Rubens Filho, coordenador de Comunicação do Trata Brasil, fez uma explanação sobre os benefícios econômicos e sociais da universalização do saneamento no Brasil. “A universalização do saneamento provoca diversos benefícios significativos, o principal deles é na saúde. Em 2013, o Brasil teve 350 mil internações por doenças de veiculação hídrica. Se tivéssemos 100% de saneamento, conseguiríamos economizar R$150 milhões de reais no SUS. Além disso, a universalização do saneamento provoca benefícios no turismo, na educação, na produtividade do trabalhador e na geração de novos empregos diretos e indiretos”, ressaltou Rubens Filho.

Desafios do saneamento

Em sua palestra, Antônio Sérgio Ferrari, presidente da Companhia de Saneamento de Sergipe – Deso, falou sobre os conceitos de saneamento e pontuou alguns desafios enfrentados pelas empresas na busca pela universalização do abastecimento de água. “A água está se transformando em um dos maiores desafios do III Milênio.

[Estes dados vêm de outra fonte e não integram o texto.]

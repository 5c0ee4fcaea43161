use tracing::error;

/// Fixed bcrypt work factor: 2^10 rounds. Deliberately expensive so that
/// brute-forcing stolen hashes stays slow.
const BCRYPT_COST: u32 = 10;

pub fn hash_password(plain: &str) -> anyhow::Result<String> {
    let hashed = bcrypt::hash(plain, BCRYPT_COST).map_err(|e| {
        error!(error = %e, "bcrypt hash error");
        anyhow::anyhow!(e.to_string())
    })?;
    Ok(hashed)
}

pub fn verify_password(plain: &str, hash: &str) -> anyhow::Result<bool> {
    let ok = bcrypt::verify(plain, hash).map_err(|e| {
        error!(error = %e, "bcrypt verify error");
        anyhow::anyhow!(e.to_string())
    })?;
    Ok(ok)
}
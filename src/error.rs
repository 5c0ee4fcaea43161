use axum::{
    http::StatusCode,
    response::{IntoResponse, Response},
    Json,
};
use serde::Serialize;
use tracing::error;

/// One failed constraint on one field, as reported to the client.
#[derive(Debug, Clone, Serialize)]
pub struct Violation {
    pub field: &'static str,
    pub message: String,
}

/// Every failure an operation can surface, mapped to one status each.
///
/// Infrastructure variants carry the source error for the server-side log;
/// the client body never does.
#[derive(Debug, thiserror::Error)]
pub enum ApiError {
    #[error("validation failed")]
    Validation(Vec<Violation>),
    #[error("{0} already exists")]
    DuplicateKey(&'static str),
    #[error("invalid credentials")]
    InvalidCredentials,
    #[error("{0}")]
    Unauthorized(&'static str),
    #[error("{0} not found")]
    NotFound(&'static str),
    #[error("store timed out")]
    Timeout,
    #[error("password hashing failed")]
    Hashing(#[source] anyhow::Error),
    #[error("storage failure")]
    Storage(#[source] sqlx::Error),
    #[error("internal error")]
    Internal(#[source] anyhow::Error),
}

#[derive(Serialize)]
struct ErrorBody<'a> {
    message: &'a str,
    #[serde(skip_serializing_if = "Option::is_none")]
    violations: Option<&'a [Violation]>,
}

impl IntoResponse for ApiError {
    fn into_response(self) -> Response {
        let (status, message) = match &self {
            ApiError::Validation(_) => (StatusCode::BAD_REQUEST, "Validation failed".to_string()),
            ApiError::DuplicateKey(field) => {
                (StatusCode::CONFLICT, format!("{field} already exists"))
            }
            ApiError::InvalidCredentials => {
                (StatusCode::UNAUTHORIZED, "Invalid credentials".to_string())
            }
            ApiError::Unauthorized(reason) => (StatusCode::UNAUTHORIZED, (*reason).to_string()),
            ApiError::NotFound(what) => (StatusCode::NOT_FOUND, format!("{what} not found")),
            ApiError::Timeout => (StatusCode::GATEWAY_TIMEOUT, "Store timed out".to_string()),
            ApiError::Hashing(e) => {
                error!(error = %e, "hashing failure");
                (StatusCode::INTERNAL_SERVER_ERROR, "Server error".to_string())
            }
            ApiError::Storage(e) => {
                error!(error = %e, "storage failure");
                (StatusCode::INTERNAL_SERVER_ERROR, "Server error".to_string())
            }
            ApiError::Internal(e) => {
                error!(error = %e, "internal failure");
                (StatusCode::INTERNAL_SERVER_ERROR, "Server error".to_string())
            }
        };

        let violations = match &self {
            ApiError::Validation(v) => Some(v.as_slice()),
            _ => None,
        };

        (
            status,
            Json(ErrorBody {
                message: &message,
                violations,
            }),
        )
            .into_response()
    }
}

impl From<sqlx::Error> for ApiError {
    fn from(e: sqlx::Error) -> Self {
        match &e {
            sqlx::Error::PoolTimedOut => ApiError::Timeout,
            sqlx::Error::Database(db) if db.is_unique_violation() => match db.constraint() {
                Some("users_email_key") => ApiError::DuplicateKey("Email"),
                Some("users_username_key") => ApiError::DuplicateKey("Username"),
                _ => ApiError::DuplicateKey("Resource"),
            },
            // A vanished owner surfaces as the FK violation on page_items.
            sqlx::Error::Database(db) if db.is_foreign_key_violation() => {
                ApiError::NotFound("User")
            }
            _ => ApiError::Storage(e),
        }
    }
}

#[cfg(test)]
mod tests {
    use super::*;

    #[test]
    fn statuses_match_the_taxonomy() {
        let cases = [
            (
                ApiError::Validation(vec![Violation {
                    field: "username",
                    message: "username must be 3-20 characters".into(),
                }]),
                StatusCode::BAD_REQUEST,
            ),
            (ApiError::DuplicateKey("Email"), StatusCode::CONFLICT),
            (ApiError::InvalidCredentials, StatusCode::UNAUTHORIZED),
            (
                ApiError::Unauthorized("Invalid token"),
                StatusCode::UNAUTHORIZED,
            ),
            (ApiError::NotFound("User"), StatusCode::NOT_FOUND),
            (ApiError::Timeout, StatusCode::GATEWAY_TIMEOUT),
        ];
        for (err, expected) in cases {
            assert_eq!(err.into_response().status(), expected);
        }
    }

    #[test]
    fn infrastructure_errors_do_not_leak_details() {
        let err = ApiError::Internal(anyhow::anyhow!("connection refused on 10.0.0.3"));
        let response = err.into_response();
        assert_eq!(response.status(), StatusCode::INTERNAL_SERVER_ERROR);
    }

    #[test]
    fn pool_timeout_maps_to_timeout() {
        let err = ApiError::from(sqlx::Error::PoolTimedOut);
        assert!(matches!(err, ApiError::Timeout));
    }

    #[test]
    fn row_not_found_stays_a_storage_error() {
        let err = ApiError::from(sqlx::Error::RowNotFound);
        assert!(matches!(err, ApiError::Storage(_)));
    }
}
use axum::{
    extract::State,
    routing::{get, post, put},
    Json, Router,
};
use tracing::{info, instrument, warn};
use uuid::Uuid;

use crate::{
    auth::jwt::AuthUser,
    error::ApiError,
    state::AppState,
    users::{
        repo_types::{BasicUpdate, ItemDraft, ItemKind, PageItem, User},
        validate,
    },
};

use super::{
    dto::{
        AnalyticsResponse, PageItemRequest, TrackClickRequest, TrackClickResponse,
        UpdateAppearanceRequest, UpdateBasicRequest, UpdateLinksRequest, UpdateShopsRequest,
        UserProfile,
    },
    services,
};

pub fn router() -> Router<AppState> {
    Router::new()
        .route("/profile", get(get_profile))
        .route("/profile/basic", put(update_basic))
        .route("/profile/links", put(update_links))
        .route("/profile/shops", put(update_shops))
        .route("/profile/appearance", put(update_appearance))
        .route("/profile/track-click", post(track_click))
        .route("/profile/analytics", get(get_analytics))
}

#[instrument(skip(state))]
pub async fn get_profile(
    State(state): State<AppState>,
    AuthUser(user_id): AuthUser,
) -> Result<Json<UserProfile>, ApiError> {
    Ok(Json(services::load_profile(&state.db, user_id).await?))
}

#[instrument(skip(state, payload))]
pub async fn update_basic(
    State(state): State<AppState>,
    AuthUser(user_id): AuthUser,
    Json(payload): Json<UpdateBasicRequest>,
) -> Result<Json<UserProfile>, ApiError> {
    let violations = validate::validate_basic(&payload);
    if !violations.is_empty() {
        warn!(user_id = %user_id, count = violations.len(), "basic update rejected");
        return Err(ApiError::Validation(violations));
    }

    let fields = BasicUpdate {
        first_name: trimmed(payload.first_name),
        last_name: trimmed(payload.last_name),
        bio: trimmed(payload.bio),
        profile_photo: trimmed(payload.profile_photo),
        username: trimmed(payload.username),
        category: trimmed(payload.category),
    };

    let user = User::update_basic(&state.db, user_id, fields)
        .await?
        .ok_or(ApiError::NotFound("User"))?;
    let items = PageItem::list_for_user(&state.db, user_id).await?;

    info!(user_id = %user_id, "basic profile updated");
    Ok(Json(services::build_profile(user, items)))
}

#[instrument(skip(state, payload))]
pub async fn update_links(
    State(state): State<AppState>,
    AuthUser(user_id): AuthUser,
    Json(payload): Json<UpdateLinksRequest>,
) -> Result<Json<UserProfile>, ApiError> {
    replace_items(&state, user_id, ItemKind::Link, "links", payload.links).await
}

#[instrument(skip(state, payload))]
pub async fn update_shops(
    State(state): State<AppState>,
    AuthUser(user_id): AuthUser,
    Json(payload): Json<UpdateShopsRequest>,
) -> Result<Json<UserProfile>, ApiError> {
    replace_items(&state, user_id, ItemKind::Shop, "shops", payload.shops).await
}

async fn replace_items(
    state: &AppState,
    user_id: Uuid,
    kind: ItemKind,
    field: &'static str,
    items: Vec<PageItemRequest>,
) -> Result<Json<UserProfile>, ApiError> {
    let violations = validate::validate_items(field, &items);
    if !violations.is_empty() {
        warn!(user_id = %user_id, kind = kind.as_str(), count = violations.len(), "sequence update rejected");
        return Err(ApiError::Validation(violations));
    }

    if User::find_by_id(&state.db, user_id).await?.is_none() {
        return Err(ApiError::NotFound("User"));
    }

    let drafts: Vec<ItemDraft> = items
        .into_iter()
        .map(|item| ItemDraft {
            id: item.id,
            title: item.title.trim().to_string(),
            url: item.url.trim().to_string(),
            enabled: item.enabled,
            click_count: item.click_count,
        })
        .collect();

    PageItem::replace_for_user(
        &state.db,
        user_id,
        kind,
        drafts,
        state.config.replace_strategy,
    )
    .await?;

    info!(user_id = %user_id, kind = kind.as_str(), "sequence replaced");
    Ok(Json(services::load_profile(&state.db, user_id).await?))
}

#[instrument(skip(state, payload))]
pub async fn update_appearance(
    State(state): State<AppState>,
    AuthUser(user_id): AuthUser,
    Json(payload): Json<UpdateAppearanceRequest>,
) -> Result<Json<UserProfile>, ApiError> {
    let appearance =
        validate::parse_appearance(&payload.appearance_settings).map_err(ApiError::Validation)?;
    let banner_color = payload.banner_color.trim().to_string();

    let user = User::update_appearance(&state.db, user_id, &banner_color, appearance)
        .await?
        .ok_or(ApiError::NotFound("User"))?;
    let items = PageItem::list_for_user(&state.db, user_id).await?;

    info!(user_id = %user_id, "appearance updated");
    Ok(Json(services::build_profile(user, items)))
}

/// Unauthenticated: any visitor click counts. An id that parses to nothing
/// or matches nothing is still a success for the visitor.
#[instrument(skip(state))]
pub async fn track_click(
    State(state): State<AppState>,
    Json(payload): Json<TrackClickRequest>,
) -> Result<Json<TrackClickResponse>, ApiError> {
    let Ok(item_id) = payload.item_id.parse::<Uuid>() else {
        return Ok(Json(TrackClickResponse { success: true }));
    };

    let matched = PageItem::increment_click(&state.db, item_id, payload.item_type).await?;
    if matched {
        info!(item_id = %item_id, kind = payload.item_type.as_str(), "click tracked");
    }
    Ok(Json(TrackClickResponse { success: true }))
}

#[instrument(skip(state))]
pub async fn get_analytics(
    State(state): State<AppState>,
    AuthUser(user_id): AuthUser,
) -> Result<Json<AnalyticsResponse>, ApiError> {
    Ok(Json(services::load_analytics(&state.db, user_id).await?))
}

fn trimmed(value: Option<String>) -> Option<String> {
    value.map(|v| v.trim().to_string())
}
// Material stock services
pub mod reconciliation;
pub mod stock_store;

pub use reconciliation::{ReconciliationEngine, WithdrawRequest, WithdrawResult};
pub use stock_store::{MaterialList, StockStore, Subscription};
// Material models
pub mod material;

pub use material::{
    merge_records, Material, MaterialPatch, MaterialRecord, NewMaterial, UsageType,
};
use chrono::{DateTime, Utc};
use serde::{Deserialize, Serialize};
use tokio::sync::mpsc;
use tracing::{debug, info, warn};

use crate::errors::ServiceError;

/// Which stock-store operation fell back to local state.
#[derive(Debug, Clone, Copy, PartialEq, Eq, Serialize, Deserialize)]
#[serde(rename_all = "snake_case")]
pub enum FallbackOperation {
    Add,
    Update,
    Restock,
    Withdraw,
}

// Define the various events that can occur around material stock.
#[derive(Debug, Clone, Serialize, Deserialize)]
pub enum Event {
    MaterialAdded {
        material_id: String,
        pending_local: bool,
    },
    MaterialUpdated {
        material_id: String,
        pending_local: bool,
    },
    MaterialRestocked {
        material_id: String,
        quantity: i64,
        new_stock: u32,
    },
    MaterialWithdrawn {
        material_id: String,
        quantity: i64,
        new_stock: u32,
    },
    LowStock {
        material_id: String,
        name: String,
        stock: u32,
        min_stock: u32,
    },
    RemoteFallback {
        operation: FallbackOperation,
        material_id: String,
        reason: String,
        at: DateTime<Utc>,
    },
}

#[derive(Debug, Clone)]
pub struct EventSender {
    sender: mpsc::Sender<Event>,
}

impl EventSender {
    pub fn new(sender: mpsc::Sender<Event>) -> Self {
        Self { sender }
    }

    /// Sends an event asynchronously
    pub async fn send(&self, event: Event) -> Result<(), ServiceError> {
        self.sender
            .send(event)
            .await
            .map_err(|e| ServiceError::EventError(format!("Failed to send event: {}", e)))
    }

    /// Queues an event without waiting. A full or closed channel drops the
    /// event with a warning; stock operations never block on observers.
    pub fn send_or_log(&self, event: Event) {
        if let Err(e) = self.sender.try_send(event) {
            warn!("Dropping material event: {}", e);
        }
    }
}

/// Creates a bounded event channel.
pub fn channel(capacity: usize) -> (EventSender, mpsc::Receiver<Event>) {
    let (tx, rx) = mpsc::channel(capacity);
    (EventSender::new(tx), rx)
}

pub async fn process_events(mut rx: mpsc::Receiver<Event>) {
    info!("Starting event processing loop");

    while let Some(event) = rx.recv().await {
        match event {
            Event::MaterialAdded {
                material_id,
                pending_local,
            } => {
                info!(%material_id, pending_local, "Material added");
            }
            Event::MaterialUpdated {
                material_id,
                pending_local,
            } => {
                debug!(%material_id, pending_local, "Material updated");
            }
            Event::MaterialRestocked {
                material_id,
                quantity,
                new_stock,
            } => {
                info!(%material_id, quantity, new_stock, "Material restocked");
            }
            Event::MaterialWithdrawn {
                material_id,
                quantity,
                new_stock,
            } => {
                info!(%material_id, quantity, new_stock, "Material withdrawn");
            }
            Event::LowStock {
                material_id,
                name,
                stock,
                min_stock,
            } => {
                warn!(%material_id, %name, stock, min_stock, "Material at or below minimum stock");
            }
            Event::RemoteFallback {
                operation,
                material_id,
                reason,
                at,
            } => {
                warn!(
                    ?operation,
                    %material_id,
                    %reason,
                    at = %at.to_rfc3339(),
                    "Remote write failed; applied locally"
                );
            }
        }
    }

    info!("Event processing loop has ended");
}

A era da água em quantidades ilimitadas acabou, por isso o seu gerenciamento está se tornando complexo e difícil. Difícil porque a população do planeta cresce de forma quase exponencial, e complexo devido a fatores técnicos, institucionais, organizacionais, aplicação de novas tecnologias, considerações legais e regulatórias e eficiência regulatória”, destacou Ferrari.

Ferrari também apontou quais ações necessárias para a universalização do saneamento. “Fortalecer o planejamento e a gestão em Companhias Municipais e Estaduais; estimular parcerias entre Setor Público e Privado; e fortalecer as agências reguladoras. Dessa forma a gestão dos serviços não será impactada com a regionalização”, afirmou.

O presidente da Companhia de Saneamento de Alagoas, Álvaro Menezes da Costa destacou que para que as Companhias cumpram seus serviços com eficiência é necessário haver políticas públicas realistas e exequíveis. “Planejamento, planos de saneamento, adequação e ajustes à legislação, auxílio no fortalecimento da regulação, cumprimento das obrigações legais e contratuais entre concedente e concessionário, e prática permanente de reuniões de conhecimento e acompanhamento de atividades estratégicas. É nesse caminho que precisamos apontar”, ressaltou Álvaro da Costa.

Para Carlos Henrique Siqueira Ribeiro, da Promotoria de Justiça do Meio Ambiente do MPE, o Governo de Sergipe, através da Deso, tem avançado na implementação das políticas de saneamento. “O saneamento nas suas quatro vertentes: esgotamento, água, drenagem e resíduos sólidos, é uma preocupação do Governo Federal, do Ministério Público e dos Estados, que estão recebendo esses debates para auxiliar na discussão, implementação e avanço dessa política pública. O governo de Sergipe tem se empenhado em se fazer inserir no Plano de Aceleração do Crescimento, do Governo Federal, principalmente na questão do esgotamento sanitário”, avaliou.